O uso de animais em pesquisas e testes científicos no Brasil
Enviada em 19/11/2021
A maioria dos países foca seus esforços no controlo da qualidade de vida do ser humano, através de pesquisas e testes científicos. O Brasil é um dos poucos países destes países que prefere gastar recursos e tempo em “aventuras” como usarem animais em testes. Até o final de 1999, cerca de 56 mil animais foram usados num total de 1.072 experimentos (1). Em 2000, esse número apresentou um incremento de 199% (2).
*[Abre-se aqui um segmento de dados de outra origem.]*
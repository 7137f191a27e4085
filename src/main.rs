#[macro_use]
extern crate lazy_static;
#[macro_use]
extern crate prometheus;
#[macro_use]
extern crate rocket;

use chrono::Utc;
use chrono_tz::Tz;
use izypower_rs::{api, settings, Client, Snapshot};
use rocket::http::ContentType;
use rocket::State;
use std::sync::{Arc, Mutex, RwLock};
use std::time::{Duration, Instant};

mod metrics;

/// Structure containing state for API handlers.
pub struct StateData {
    client: Client,
    interval: Duration,
    tz: Tz,
    /// Last known good snapshot
    snapshot: RwLock<Option<Arc<Snapshot>>>,
    /// Timestamp of last polling cycle, successful or not
    timestamp: Mutex<Option<Instant>>,
    /// Held for the duration of a polling cycle
    refresh: tokio::sync::Mutex<()>,
}

impl StateData {
    fn new(client: Client, interval: Duration, tz: Tz) -> StateData {
        StateData {
            client,
            interval,
            tz,
            snapshot: RwLock::new(None),
            timestamp: Mutex::new(None),
            refresh: tokio::sync::Mutex::new(()),
        }
    }

    /// Updates `timestamp` to `now()`.
    fn touch(&self) {
        if let Ok(mut ts) = self.timestamp.lock() {
            *ts = Some(Instant::now());
        } else {
            log::trace!("Unable to lock timestamp mutex, will refresh again")
        }
    }

    /// Checks whether `interval` elapsed since last `touch()`
    fn interval_elapsed(&self) -> bool {
        let elapsed_opt = self
            .timestamp
            .lock()
            .ok()
            .and_then(|a| a.map(|b| b.elapsed()));

        match elapsed_opt {
            Some(elapsed) => elapsed >= self.interval,
            /* no cycle yet */
            None => true,
        }
    }

    fn cached(&self) -> Option<Arc<Snapshot>> {
        self.snapshot.read().ok().and_then(|s| s.clone())
    }

    fn publish(&self, snapshot: Snapshot) {
        match self.snapshot.write() {
            Ok(mut cached) => *cached = Some(Arc::new(snapshot)),
            Err(_) => log::error!("Unable to lock snapshot, keeping previous one"),
        }
    }

    /// Run a polling cycle if the refresh period elapsed since the previous one, whatever its
    /// outcome. Concurrent callers wait for the running cycle and then reuse its result.
    async fn refresh(&self) {
        let _guard = self.refresh.lock().await;
        if !self.interval_elapsed() {
            log::info!("interval time not yet elapsed since last run; returning cached result");
            return;
        }

        let started = Instant::now();
        self.touch();
        let today = Utc::now().with_timezone(&self.tz).date_naive();
        match izypower_rs::collect(&self.client, today).await {
            Ok(snapshot) => {
                self.publish(snapshot);
                metrics::UP_GAUGE.set(1.0);
                metrics::LAST_SUCCESS_GAUGE.set(Utc::now().timestamp() as f64);
            }
            Err(e) => {
                log::error!("Polling cycle failed, keeping last known data: {}", e);
                metrics::UP_GAUGE.set(0.0);
                metrics::COLLECT_FAILURES_COUNTER.inc();
            }
        }
        metrics::COLLECT_DURATION_GAUGE.set(started.elapsed().as_secs_f64());
    }
}

#[get("/metrics")]
async fn metrics_route(state: &State<StateData>) -> Result<String, api::Error> {
    state.refresh().await;
    let snapshot = state.cached().ok_or(api::Error::Unavailable)?;
    metrics::read(Some(&snapshot), state.tz)
}

#[get("/snapshot")]
async fn snapshot_route(state: &State<StateData>) -> Result<(ContentType, String), api::Error> {
    let snapshot = state.cached().ok_or(api::Error::Unavailable)?;
    let json = serde_json::to_string_pretty(&*snapshot).or(Err(api::Error::FormatError))?;
    Ok((ContentType::JSON, json))
}

#[rocket::main]
async fn main() -> Result<(), Box<dyn std::error::Error>> {
    env_logger::init();

    let settings = settings::read_settings().map_err(|e| {
        log::error!("{}", e);
        e
    })?;
    let tz = settings.tz()?;

    let http = reqwest::Client::builder().build()?;
    let client = api::validate_credentials(http, &settings.api_url, settings.credentials(), settings.locale())
        .await
        .map_err(|e| {
            log::error!("Unable to log in as {}: {}", settings.username, e);
            e
        })?;
    log::info!(
        "Logged in as {}, polling every {} minutes",
        settings.username,
        settings.refresh_period
    );

    metrics::UP_GAUGE.set(0.0);
    metrics::COLLECT_FAILURES_COUNTER.inc_by(0.0);

    let state = StateData::new(client, settings.refresh_interval(), tz);
    let _rocket = rocket::build()
        .manage(state)
        .mount("/", routes![metrics_route, snapshot_route])
        .launch()
        .await?;

    Ok(())
}

#[cfg(test)]
mod test {
    use super::*;
    use izypower_rs::api::response::stations::StationRecord;
    use izypower_rs::api::RetryPolicy;
    use izypower_rs::model::{Credentials, Locale};
    use mockito::{Matcher, Server};

    fn client(api_url: &str) -> Client {
        let fast = |attempts| RetryPolicy::new(attempts, Duration::from_millis(1), Duration::ZERO);
        Client::new(
            reqwest::Client::new(),
            api_url,
            Credentials {
                username: "user".to_owned(),
                password: "secret".to_owned(),
            },
            Locale::En,
        )
        .with_retry_policies(fast(2), fast(3))
    }

    fn state(interval: Duration) -> StateData {
        StateData::new(client("http://127.0.0.1:9"), interval, chrono_tz::UTC)
    }

    #[test]
    fn interval() {
        let state = state(Duration::from_secs(60));
        assert!(state.interval_elapsed());
        state.touch();
        assert!(!state.interval_elapsed());

        let state = self::state(Duration::ZERO);
        state.touch();
        assert!(state.interval_elapsed());
    }

    #[test]
    fn publish_replaces_snapshot() {
        let state = state(Duration::from_secs(60));
        assert!(state.cached().is_none());

        let snapshot = Snapshot {
            stations: vec![StationRecord::default()],
            ..Snapshot::default()
        };
        state.publish(snapshot.clone());
        assert_eq!(Some(snapshot), state.cached().map(|s| (*s).clone()));
    }

    #[tokio::test]
    async fn failed_cycle_waits_for_next_period() {
        let mut server = Server::new_async().await;
        let login = server
            .mock("POST", "/api/login")
            .with_status(200)
            .with_body(r#"{"data": {"token": "opaque"}}"#)
            .expect(1)
            .create_async()
            .await;
        let stations = server
            .mock("GET", "/api/powerStations/page")
            .match_query(Matcher::Any)
            .with_status(500)
            .expect(3)
            .create_async()
            .await;

        let state = StateData::new(client(&server.url()), Duration::from_secs(180), chrono_tz::UTC);
        for _ in 0..5 {
            state.refresh().await;
        }

        assert!(state.cached().is_none());
        assert!(!state.interval_elapsed());
        login.assert_async().await;
        stations.assert_async().await;
    }
}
Alguns estados, como o Rio de Janeiro, apresentam taxas de sucesso absurdas: em 2000 foram utilizados 28.958 animais em 1.929 testes (3). Há muitos dados para serem detalhados sobre a desproporcionalidade da pesquisa animal no Brasil. Cerca de 50% dos testes brasileiros em animais são feitos na Universidade Federal do Rio Grande do Sul, a UFRGS.
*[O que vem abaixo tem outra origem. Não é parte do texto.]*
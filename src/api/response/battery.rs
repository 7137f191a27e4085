use super::lenient;
use serde::{Deserialize, Serialize};
use serde_json::Value;

#[derive(Debug, Clone, Default, PartialEq, Serialize, Deserialize)]
#[serde(rename_all = "camelCase")]
pub struct FlowState {
    #[serde(default, deserialize_with = "lenient::number")]
    pub power1: Option<f64>,
    #[serde(default, deserialize_with = "lenient::number")]
    pub power2: Option<f64>,
    #[serde(default)]
    pub remaining_time: Option<Value>,
}

#[derive(Debug, Clone, Default, PartialEq, Serialize, Deserialize)]
pub struct PvEntry {
    #[serde(default, deserialize_with = "lenient::number")]
    pub power: Option<f64>,
}

/// One sub-unit of a battery pack.
#[derive(Debug, Clone, Default, PartialEq, Serialize, Deserialize)]
pub struct BatteryLinkItem {
    #[serde(default, deserialize_with = "lenient::text")]
    pub sn: Option<String>,
    #[serde(default, deserialize_with = "lenient::number")]
    pub soc: Option<f64>,
    #[serde(default, deserialize_with = "lenient::number")]
    pub kwh: Option<f64>,
}

#[derive(Debug, Clone, Default, PartialEq, Serialize, Deserialize)]
#[serde(rename_all = "camelCase")]
pub struct BatteryAggregate {
    #[serde(default, deserialize_with = "lenient::number")]
    pub soc_kwh: Option<f64>,
    #[serde(default, deserialize_with = "lenient::number")]
    pub soc: Option<f64>,
    #[serde(default, deserialize_with = "lenient::number")]
    pub avg_soc_kwh: Option<f64>,
    #[serde(default, deserialize_with = "lenient::number")]
    pub avg_soc: Option<f64>,
    #[serde(default, deserialize_with = "lenient::number")]
    pub battery_power: Option<f64>,
    #[serde(default, deserialize_with = "lenient::number")]
    pub consumption_power: Option<f64>,
    #[serde(default, deserialize_with = "lenient::number")]
    pub solar_power: Option<f64>,
    #[serde(default, deserialize_with = "lenient::number")]
    pub pv_power: Option<f64>,
    #[serde(default, deserialize_with = "lenient::number")]
    pub off_grid_power: Option<f64>,
    #[serde(default)]
    pub online_state: Option<Value>,
    #[serde(default)]
    pub charge_data: Option<FlowState>,
    #[serde(default)]
    pub discharge_data: Option<FlowState>,
    #[serde(default, deserialize_with = "lenient::null_default")]
    pub pv_list: Vec<PvEntry>,
    #[serde(default, deserialize_with = "lenient::null_default")]
    pub items: Vec<BatteryLinkItem>,
}

#[derive(Debug, Clone, Default, PartialEq, Serialize, Deserialize)]
pub struct BatteryLinks {
    #[serde(default, deserialize_with = "lenient::null_default")]
    pub data: BatteryAggregate,
}

impl BatteryLinks {
    pub fn is_empty(&self) -> bool {
        *self == BatteryLinks::default()
    }
}
impl<'a> Iterator for Iter<'a> {
    type Item = i32;

    fn next(&mut self) -> Option<i32> {
        if self.exhausted() {
            return None;
        }
        let value = self.cola.layers[self.front_layer as usize].data[self.front_index];
        let was_last = self.front_layer == self.back_layer && self.front_index == self.back_index;

        let layer = self.front_layer;
        let mid = 1usize << layer;
        if self.front_index + 1 == mid {
            if (self.cola.right_full >> layer) & 1 != 0 {
                self.front_index = mid;
            } else {
                self.advance_front();
            }
        } else if self.front_index + 1 == mid << 1 {
            self.advance_front();
        } else {
            self.front_index += 1;
        }

        if was_last {
            self.mark_exhausted();
        }
        Some(value)
    }
}

impl<'a> DoubleEndedIterator for Iter<'a> {
    fn next_back(&mut self) -> Option<i32> {
        if self.exhausted() {
            return None;
        }
        let value = self.cola.layers[self.back_layer as usize].data[self.back_index];
        let was_last = self.front_layer == self.back_layer && self.front_index == self.back_index;

        let layer = self.back_layer;
        let mid = 1usize << layer;
        if self.back_index == mid {
            if (self.cola.left_full >> layer) & 1 != 0 {
                self.back_index = mid - 1;
            } else {
                self.retreat_back();
            }
        } else if self.back_index == 0 {
            self.retreat_back();
        } else {
            self.back_index -= 1;
        }

        if was_last {
            self.mark_exhausted();
        }
        Some(value)
    }
}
Pesquisadores do Centro Nacional de Pesquisa em Energia e Materiais (CNPEM), de Campinas, interior de São Paulo, deram um grande passo para o fim do uso de animais em testes de medicamentos. Os cientistas criaram em laboratório órgãos em miniatura a partir de células humanas e testaram o medicamento paracetamol, o que resultou de uma forma muito semelhante ao organismo humano. Os pesquisadores afirmam que o método é muito mais barato, eficaz e que pode retirar os animais dos laboratórios dentro de três ou quatro décadas. Visto que os testes em animais podem ser substituídos e que esses seres são considerados sencientes, deve haver incentivo por parte da comunidade científica e dos ativistas pelos direitos dos animais, por meio de campanhas e manifestações, à utilização de métodos alternativos de testes, que além de beneficiários de jogos de animais, o evento seria um grande avanço na ciência do país. Quem sabe, assim, o fim dos testículos em animais deixe de ser uma utopia para o Brasil.